21. The distinction between mapping and archeology made by Deluze seems to have been run rough-shod over by Mitchell who gleefully tilts to both in his practice with no particular preference for either when he makes up his maps, diagrams, models, re-enactments; even the frame of the tent seems a diagram of sorts… He appears to prefer to exist in the exquisite both-ness enjoyed by poets and deplored by empiricists. This is not surprising, for as an artist, he knows that his tent maps out its own absence.

 

22. Both map-making and archeology seem to be plagued by the problems Fredric Jameson talked about in his recent Auckland lecture that are involved with any kind of “cognitive mapping” and “the dynamic difficulties of the representational process” in general. For example, he cited Godard’s question: “can labour or work ever be represented?”. What about “a nervous flock of birds”, “the global flight of trade, foreign exchange”, “the simultaneity of space/time?” he asked. Of representation, he said, “fiction is its function, not its mal-function”. “Maps, like documentaries, often have their paranoid dimensions.” 

 

23. It is worth noting that the title of this work of spontaneous architecture is taken from the first line of Elias Canetti’s book Crowds and Power: “There is nothing that man fears more than the touch of the un-known. He wants to see what is reaching towards him, and to be able to recognize or at least classify it. Men always tend to avoid contact with anything strange. In the dark the fear of an unexpected touch can mount to panic.
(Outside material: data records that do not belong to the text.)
//! Catalog assembly and rendering.
//!
//! The builder walks the docs directory and extracts front matter from each
//! document; the renderers turn the resulting entries into a text report or
//! a JSON array.

pub mod builder;
pub mod json;
pub mod report;

pub use builder::{CatalogEntry, build_catalog};
pub use json::render_json;
pub use report::{render_text, write_text};
use assert_cmd::prelude::*;
use predicates::prelude::*;
use std::fs;
use std::process::Command;
use tempfile::tempdir;

#[test]
fn missing_docs_dir_fails_without_report() {
    let tmp = tempdir().unwrap();

    let mut cmd = Command::new(assert_cmd::cargo::cargo_bin!("doclist"));
    cmd.current_dir(tmp.path());
    cmd.env("XDG_CONFIG_HOME", tmp.path().join("xdg"));
    cmd.assert()
        .failure()
        .code(1)
        .stdout(predicate::str::is_empty())
        .stderr(predicate::str::contains("docs directory does not exist"));
}

#[test]
fn docs_path_that_is_a_file_fails() {
    let tmp = tempdir().unwrap();
    fs::write(tmp.path().join("docs"), "not a dir").unwrap();

    let mut cmd = Command::new(assert_cmd::cargo::cargo_bin!("doclist"));
    cmd.current_dir(tmp.path());
    cmd.env("XDG_CONFIG_HOME", tmp.path().join("xdg"));
    cmd.assert()
        .failure()
        .stdout(predicate::str::is_empty())
        .stderr(predicate::str::contains("not a directory"));
}

#[test]
fn missing_explicit_config_fails() {
    let tmp = tempdir().unwrap();
    fs::create_dir_all(tmp.path().join("docs")).unwrap();

    let mut cmd = Command::new(assert_cmd::cargo::cargo_bin!("doclist"));
    cmd.current_dir(tmp.path());
    cmd.args(["--config", "nope.toml"]);
    cmd.assert()
        .failure()
        .stderr(predicate::str::contains("config file not found"));
}

#[test]
fn exclude_conflicts_with_no_exclude() {
    let tmp = tempdir().unwrap();

    let mut cmd = Command::new(assert_cmd::cargo::cargo_bin!("doclist"));
    cmd.current_dir(tmp.path());
    cmd.args(["--exclude", "x", "--no-exclude"]);
    cmd.assert().failure().code(2);
}

#[test]
fn docs_dir_before_list_subcommand_is_honored() {
    let tmp = tempdir().unwrap();
    fs::create_dir_all(tmp.path().join("docs")).unwrap();
    fs::write(tmp.path().join("docs/a.md"), "---\nsummary: A\n---\n").unwrap();

    let mut cmd = Command::new(assert_cmd::cargo::cargo_bin!("doclist"));
    cmd.current_dir(tmp.path());
    cmd.env("XDG_CONFIG_HOME", tmp.path().join("xdg"));
    cmd.args(["--json", "--docs-dir", "nope", "list"]);
    cmd.assert()
        .failure()
        .code(1)
        .stdout(predicate::str::is_empty())
        .stderr(predicate::str::contains("docs directory does not exist: nope"));
}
Even clothes give insufficient security: it is easy to tear them and pierce through to the naked, smooth, defenceless skin of the victim.”

 

24. In this light, the tent might figure the human body, which, as Thomas Carl Wall pointed out in his book Radical Passivity, has a skin, where the self does not. It could figure, more numerously, “the flight crowd” – that, according to Canetti, which is “created by a threat”. This is the crowd that relates to strikes; it explodes in all directions, including up, each individual losing themselves into the mass in an exquisite act of surrender. All reserve, all hierarchies and boundaries are destroyed by such a crowd, including the perceived limits of one’s own person. Furthermore, the original fear and need for protection from touch is paradoxically reversed where the crowd is at its most dense. 

 

26. They seem to take to crowds remarkably well in Brazil. Quite apart from the obvious, I was very taken with a crowd that came past the building we were staying in every weekday morning at half-past eight. Between me and them was the canopy of trees that filled the head-space of the avenue below, so I could not see who was pouring past. But I could clearly hear a pack of a hundred or so primary-school children coming down from the hill one street back, heading towards the beach, one block away. They were not just chattering, but chanting, egged on by their teachers, I have no idea what, and for the life of me it sounded like a child protest march, but too happy a riot to be against anything except maybe reserve. 

 

27. Surely there is nothing more inviting than a sheer face to those who dislike ruling things out, at least before a solid attempt. Fortune favours the bold does it not?